To send system logs from Linux distributions using systemd (including newer releases of CentOS and CoreOS), follow the steps shown below to forward output from journalctl to Papertrail.

For applications running in a Docker container, the options described on the Docker configuration page are recommended, but also see Docker and systemd below.

Forwarding system logs

Create a new unit/service that pipes output from journalctl into ncat or socat by following the steps below:

  • Create a new unit file named papertrail.service under /etc/systemd/system (root permissions required).
  • Paste the directives shown below, and replacing logsN and XXXXX with the values that appear under log destinations.
Copy
[Unit]
Description=Papertrail
After=systemd-journald.service
Requires=systemd-journald.service
[Service]
ExecStart=/bin/sh -c "journalctl -f | ncat --ssl logsN.papertrailapp.com XXXXX"
TimeoutStartSec=0
Restart=on-failure
RestartSec=5s
[Install]
WantedBy=multi-user.target
  • Run $ sudo systemctl enable /etc/systemd/system/papertrail.service to enable the unit.
  • Then run $ sudo systemctl start papertrail.service to start it.
  • Finally, use $ journalctl -f -u papertrail.service to view the local logs and ensure the new unit has started successfully

Using socat

If ncat is not available, use socat instead by:

Copy
ExecStart=/bin/sh -c "journalctl -f | socat - SSL:logsN.papertrailapp.com:XXXXX,cafile=/etc/papertrail-bundle.pem"
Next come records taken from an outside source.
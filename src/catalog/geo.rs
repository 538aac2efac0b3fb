/// Mean earth radius used for great-circle distances.
pub const EARTH_RADIUS_KM: f64 = 6371.0;
/// Kilometres per degree of latitude.
pub const KM_PER_DEGREE: f64 = 111.0;

pub fn haversine_km(lat1: f64, lon1: f64, lat2: f64, lon2: f64) -> f64 {
    let (phi1, phi2) = (lat1.to_radians(), lat2.to_radians());
    let d_phi = (lat2 - lat1).to_radians();
    let d_lambda = (lon2 - lon1).to_radians();

    let a = (d_phi / 2.0).sin().powi(2) + phi1.cos() * phi2.cos() * (d_lambda / 2.0).sin().powi(2);
    2.0 * EARTH_RADIUS_KM * a.sqrt().min(1.0).asin()
}

/// Coarse lat/lon rectangle used to prefilter in SQL before exact distances.
#[derive(Debug, Clone, Copy, PartialEq)]
pub struct BoundingBox {
    pub min_lat: f64,
    pub max_lat: f64,
    pub min_lon: f64,
    pub max_lon: f64,
}

impl BoundingBox {
    pub fn around(lat: f64, lon: f64, radius_km: f64) -> Self {
        let lat_delta = radius_km / KM_PER_DEGREE;
        let lon_delta = radius_km / (KM_PER_DEGREE * lat.to_radians().cos());
        Self {
            min_lat: lat - lat_delta,
            max_lat: lat + lat_delta,
            min_lon: lon - lon_delta,
            max_lon: lon + lon_delta,
        }
    }
}
use lazy_static::lazy_static;
use regex::Regex;
use time::{Duration, OffsetDateTime};
use tracing::{error, info, warn};
use uuid::Uuid;

use crate::{
    auth::{
        dto::{AuthResponse, JwtKeys, PublicUser, ResetOutcome, TokenCheck},
        password::{check_stored, hash_password, PasswordCheck},
        repo,
        repo_types::User,
    },
    error::{AppError, AppResult},
    state::AppState,
};

/// Verifications allowed per reset token before it is burned.
pub const MAX_RESET_ATTEMPTS: i64 = 3;
pub const RESET_TOKEN_TTL: Duration = Duration::hours(1);
pub const MIN_PASSWORD_LEN: usize = 8;

pub(crate) fn is_valid_email(email: &str) -> bool {
    lazy_static! {
        static ref EMAIL_RE: Regex = Regex::new(r"^[^@\s]+@[^@\s]+\.[^@\s]+$").unwrap();
    }
    EMAIL_RE.is_match(email)
}

pub(crate) fn normalize_email(raw: &str) -> String {
    raw.trim().to_lowercase()
}

fn check_password_len(password: &str) -> AppResult<()> {
    if password.chars().count() < MIN_PASSWORD_LEN {
        warn!("password too short");
        return Err(AppError::Validation(format!(
            "Password must be at least {MIN_PASSWORD_LEN} characters"
        )));
    }
    Ok(())
}

fn issue_tokens(state: &AppState, user: PublicUser) -> AppResult<AuthResponse> {
    let keys = JwtKeys::from(&state.config.jwt);
    Ok(AuthResponse {
        access_token: keys.sign_access(user.id)?,
        refresh_token: keys.sign_refresh(user.id)?,
        user,
    })
}

pub async fn login(state: &AppState, email: &str, password: &str) -> AppResult<AuthResponse> {
    let email = normalize_email(email);
    if !is_valid_email(&email) {
        warn!(%email, "invalid email");
        return Err(AppError::Validation("Invalid email".into()));
    }

    let Some(user) = User::find_by_email(&state.db, &email).await? else {
        warn!(%email, "login unknown email");
        return Err(AppError::InvalidCredentials);
    };

    match check_stored(password, &user.password)? {
        PasswordCheck::Valid => {}
        PasswordCheck::ValidLegacy => {
            let hash = hash_password(password)?;
            User::update_password(&state.db, user.id, &hash).await?;
            info!(user_id = user.id, "legacy password migrated to argon2");
        }
        PasswordCheck::Invalid => {
            warn!(%email, user_id = user.id, "login invalid password");
            return Err(AppError::InvalidCredentials);
        }
    }

    let public = PublicUser::from(user);
    state
        .sessions
        .establish(public.clone())
        .await
        .map_err(|e| AppError::Storage(e.to_string()))?;
    info!(user_id = public.id, email = %public.email, "user logged in");
    issue_tokens(state, public)
}

pub async fn register(
    state: &AppState,
    username: &str,
    name: &str,
    email: &str,
    password: &str,
) -> AppResult<AuthResponse> {
    let email = normalize_email(email);
    let username = username.trim();
    if !is_valid_email(&email) {
        warn!(%email, "invalid email");
        return Err(AppError::Validation("Invalid email".into()));
    }
    if username.is_empty() {
        return Err(AppError::Validation("Username is required".into()));
    }
    check_password_len(password)?;

    if User::email_exists(&state.db, &email).await? {
        warn!(%email, "email already registered");
        return Err(AppError::DuplicateEmail);
    }
    if User::username_exists(&state.db, username).await? {
        warn!(%username, "username already taken");
        return Err(AppError::DuplicateUsername);
    }

    let hash = hash_password(password)?;
    let id = User::create(&state.db, username, name.trim(), &email, &hash)
        .await
        .map_err(map_unique_violation)?;

    let user = User::find_by_id(&state.db, id)
        .await?
        .ok_or(AppError::NotFound("user"))?;
    let public = PublicUser::from(user);
    state
        .sessions
        .establish(public.clone())
        .await
        .map_err(|e| AppError::Storage(e.to_string()))?;
    info!(user_id = public.id, email = %public.email, "user registered");
    issue_tokens(state, public)
}

/// A concurrent insert can still hit the unique indexes after the checks.
fn map_unique_violation(e: sqlx::Error) -> AppError {
    if let sqlx::Error::Database(db_err) = &e {
        if db_err.is_unique_violation() {
            return if db_err.message().contains("users.username") {
                AppError::DuplicateUsername
            } else {
                AppError::DuplicateEmail
            };
        }
    }
    AppError::DataAccess(e)
}

pub async fn refresh(state: &AppState, refresh_token: &str) -> AppResult<AuthResponse> {
    let keys = JwtKeys::from(&state.config.jwt);
    let claims = keys.verify_refresh(refresh_token).map_err(|e| {
        warn!(error = %e, "refresh rejected");
        AppError::NotAuthenticated
    })?;

    let session = state
        .sessions
        .current(claims.sub)
        .await
        .ok_or(AppError::NotAuthenticated)?;
    issue_tokens(state, session.user)
}

pub async fn logout(state: &AppState, user_id: i64) -> AppResult<()> {
    state
        .sessions
        .end(user_id)
        .await
        .map_err(|e| AppError::Storage(e.to_string()))?;
    info!(user_id, "user logged out");
    Ok(())
}

/// Always succeeds for well-formed input so callers cannot probe which emails exist.
pub async fn request_password_reset(state: &AppState, email: &str) -> AppResult<()> {
    let email = normalize_email(email);
    let Some(user) = User::find_by_email(&state.db, &email).await? else {
        info!(%email, "password reset requested for unknown email");
        return Ok(());
    };

    let token = Uuid::new_v4().to_string();
    let expires_at = (OffsetDateTime::now_utc() + RESET_TOKEN_TTL).unix_timestamp();
    repo::delete_tokens_for_user(&state.db, user.id).await?;
    repo::insert_token(&state.db, user.id, &token, expires_at).await?;
    info!(user_id = user.id, "password reset token issued");

    let notifier = state.notifier.clone();
    tokio::spawn(async move {
        if let Err(e) = notifier.send_password_recovery(&user.email, &token).await {
            error!(error = %e, user_id = user.id, "recovery email failed");
        }
    });
    Ok(())
}

pub async fn verify_reset_token(state: &AppState, token: &str) -> AppResult<TokenCheck> {
    let Some(row) = repo::find_unused_token(&state.db, token).await? else {
        return Ok(TokenCheck::Invalid);
    };

    if row.expires_at < OffsetDateTime::now_utc().unix_timestamp() {
        info!(user_id = row.user_id, "reset token expired");
        return Ok(TokenCheck::Invalid);
    }

    if !repo::consume_attempt(&state.db, token, MAX_RESET_ATTEMPTS).await? {
        warn!(user_id = row.user_id, attempts = row.attempts, "reset token attempts exceeded");
        // only the request that invalidates the token sends the alert
        if repo::mark_used(&state.db, token).await? {
            if let Err(e) = state.notifier.send_security_alert(&row.email).await {
                error!(error = %e, user_id = row.user_id, "security alert email failed");
            }
        }
        return Ok(TokenCheck::AttemptsExceeded);
    }

    Ok(TokenCheck::Valid {
        user_id: row.user_id,
        email: row.email,
    })
}

pub async fn reset_password(
    state: &AppState,
    token: &str,
    new_password: &str,
) -> AppResult<ResetOutcome> {
    // length first, so a rejected password does not spend an attempt
    check_password_len(new_password)?;

    let TokenCheck::Valid { user_id, email } = verify_reset_token(state, token).await? else {
        return Ok(ResetOutcome::failed("The link is invalid or has expired"));
    };

    let hash = hash_password(new_password)?;
    if User::update_password(&state.db, user_id, &hash).await? == 0 {
        error!(user_id, "password update touched no rows");
        return Ok(ResetOutcome::failed("Could not update the password"));
    }
    repo::mark_used(&state.db, token).await?;
    info!(user_id, "password reset");

    if let Err(e) = state.notifier.send_password_changed(&email).await {
        error!(error = %e, user_id, "password changed email failed");
    }
    Ok(ResetOutcome::ok())
}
Again, replace logsN and XXXXX with the values that appear under log destinations.

Docker and systemd

When using systemd to send logs from Docker containers, as on CoreOS, the solutions above will result in all Docker logs coming in under the program name docker rather than the service name. If sending logs from containers via systemd is desirable, try the solution created by Papertrail customer C2FO:

Copy
journalctl -o json -f | jq -r --unbuffered '"\(.__REALTIME_TIMESTAMP | tonumber / 1000000) \(._HOSTNAME) \(._SYSTEMD_UNIT // .UNIT // .SYSLOG_IDENTIFIER): \(.msgtype = (.MESSAGE | type) | if .msgtype == "array" then (.MESSAGE | implode) else .MESSAGE end)"' | awk '{ $1=strftime("%b %d %T", $1); print $0; fflush(); }'

piped to ncat or socat. This is easiest to place in a separate script, but it can also be placed directly in an ExecStart directive. It makes use of the JSON format for journalctl logs, transformed to a syslog string using jq and awk. There’s also an option to set up coproc to better detect sending failures.

The scripts are not supported under any SolarWinds support program or service. The scripts are provided AS IS without warranty of any kind. SolarWinds further disclaims all warranties including, without limitation, any implied warranties of merchantability or of fitness for a particular purpose. The risk arising out of the use or performance of the scripts and documentation stays with you. In no event shall SolarWinds or anyone else involved in the creation, production, or delivery of the scripts be liable for any damages whatsoever (including, without limitation, damages for loss of business profits, business interruption, loss of business information, or other pecuniary loss) arising out of the use of or inability to use the scripts or documentation.